El «Patrono de los automovilistas» alza su báculo y con él rompe el cráneo a los tiernos e ingenuos amantes de lo acústico. Ellos no han sido invitados al sauna, y serán echados sin miramientos en caso de que se atrevan a entrar. Luego se les enviará sus cráneos por correo.
Las atemorizantes amenazas de Spinetta no se cumplen aquí. Lejos del Paseo La Plaza —donde este álbum fue grabado en vivo, con un volumen tal que hacía palmar el cerebelo- y en la bucólica comodidad de nuestros hogares —donde el potenciómetro obedece únicamente a nuestros designios—, San Cristóforo no parece, ni por asomo, tan peligroso ni violento. Se diría que este álbum, en lugar de un siniestro volcán que escupe vúmetros con las agujas hechas puré, representa más bien un cosquilleante sacudón, una interminable zapada de garaje de tres músicos de enjundioso nivel. Es, en definitiva, otro disco en vivo de Spinetta, con la salvedad de que en lugar de acústico (con la guitarrita) es eléctrico (con una guitarra, digámoslo en el idioma de Luis, abigarrada. Sumamente abigarrada, para ser sinceros).

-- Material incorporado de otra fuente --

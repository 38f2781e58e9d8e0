//! High-level runtime engine settings
//!
//! Leaf capacity and depth limit for the quadtree, the indexing policy and
//! the wall policy used when building and running a `Space`

use crate::configuration::config::{IndexPolicy, WallPolicy};
use crate::simulation::error::ConfigurationError;
use crate::simulation::quadtree::{DEFAULT_LEAF_CAPACITY, DEFAULT_MAX_DEPTH, MAX_DEPTH_LIMIT};

#[derive(Debug, Clone, PartialEq)]
pub struct Engine {
    pub leaf_capacity: usize, // max bodies per leaf before a split (`k`)
    pub max_depth: usize, // nodes at this depth never split
    pub indexing: IndexPolicy, // point or radius-padded leaf membership
    pub walls: WallPolicy, // reflect at the bounds or leave them open
}

impl Default for Engine {
    fn default() -> Self {
        Self {
            leaf_capacity: DEFAULT_LEAF_CAPACITY,
            max_depth: DEFAULT_MAX_DEPTH,
            indexing: IndexPolicy::default(),
            walls: WallPolicy::default(),
        }
    }
}

impl Engine {
    pub fn validate(&self) -> Result<(), ConfigurationError> {
        if self.leaf_capacity < 1 {
            return Err(ConfigurationError::InvalidLeafCapacity(self.leaf_capacity));
        }
        if self.max_depth > MAX_DEPTH_LIMIT {
            return Err(ConfigurationError::InvalidMaxDepth {
                got: self.max_depth,
                limit: MAX_DEPTH_LIMIT,
            });
        }
        Ok(())
    }

    pub fn has_walls(&self) -> bool {
        self.walls == WallPolicy::Reflect
    }
}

Hay aquí temas añejos y más recientes. Y —-bueno es destacarlo- temas lentos. «El rebaño del pastor» y «Bosnia» («allí donde un ángel cierra sus alas y llora») pertenecen al primer álbum de Los Socios del Desierto y ninguna erupción incendiaria ha conseguido arrancarles su magnífica y serena belleza. El primero, que en su grabación original tenía los aires pop de «Yo quiero ver un tren», ahora se ha puesto un poco más denso y rebosa mil arreglos y cortes, tan pequeñitos como si un cocinero chino se hubiera hecho cargo. El segundo, en una versión algo más despiadada a fuerza de palancazos de guitarra, está cantado como nunca. Todos los esfuerzos de Juanse por conseguir que «Sucia estrella» sonara stone no se comparan con los esfuerzos de Luis para lograr que suene punk-fiestero. «Ana no duerme» o «Rutas argentinas» (aunque aquí parezcan arreglados por Sid Vicious y Pappo, respectivamente) son temas tan logrados que trascienden sus propias deformaciones. Alguien podrá decir que al magnífico Tuerto Wirzt habría que maniatarlo con alguna frecuencia, o que Marcelo Torres —brillante— ha recuperado el aplauso para los solos de bajo. También sería posible sugerir que Luis pretendió un segundo téster de violencia para sí, una catarsis que lo alejara de su aura luminosa de prócer poético y lo acercara más a El rayo, la lencería y el pelo anaranjado. San Cristóforo resulta un álbum divertido, interesante y poderoso. Es Luis, ni más ni menos, en una de sus mejores —y más febriles- formas. Podríamos preguntarnos el porqué de su promovida necesidad actual de convertir en lava algunas de sus gemas más frescas y coloridas. Pero, como suele decirse en «Jardín de gente», algún acuerdo en su alma tendrá.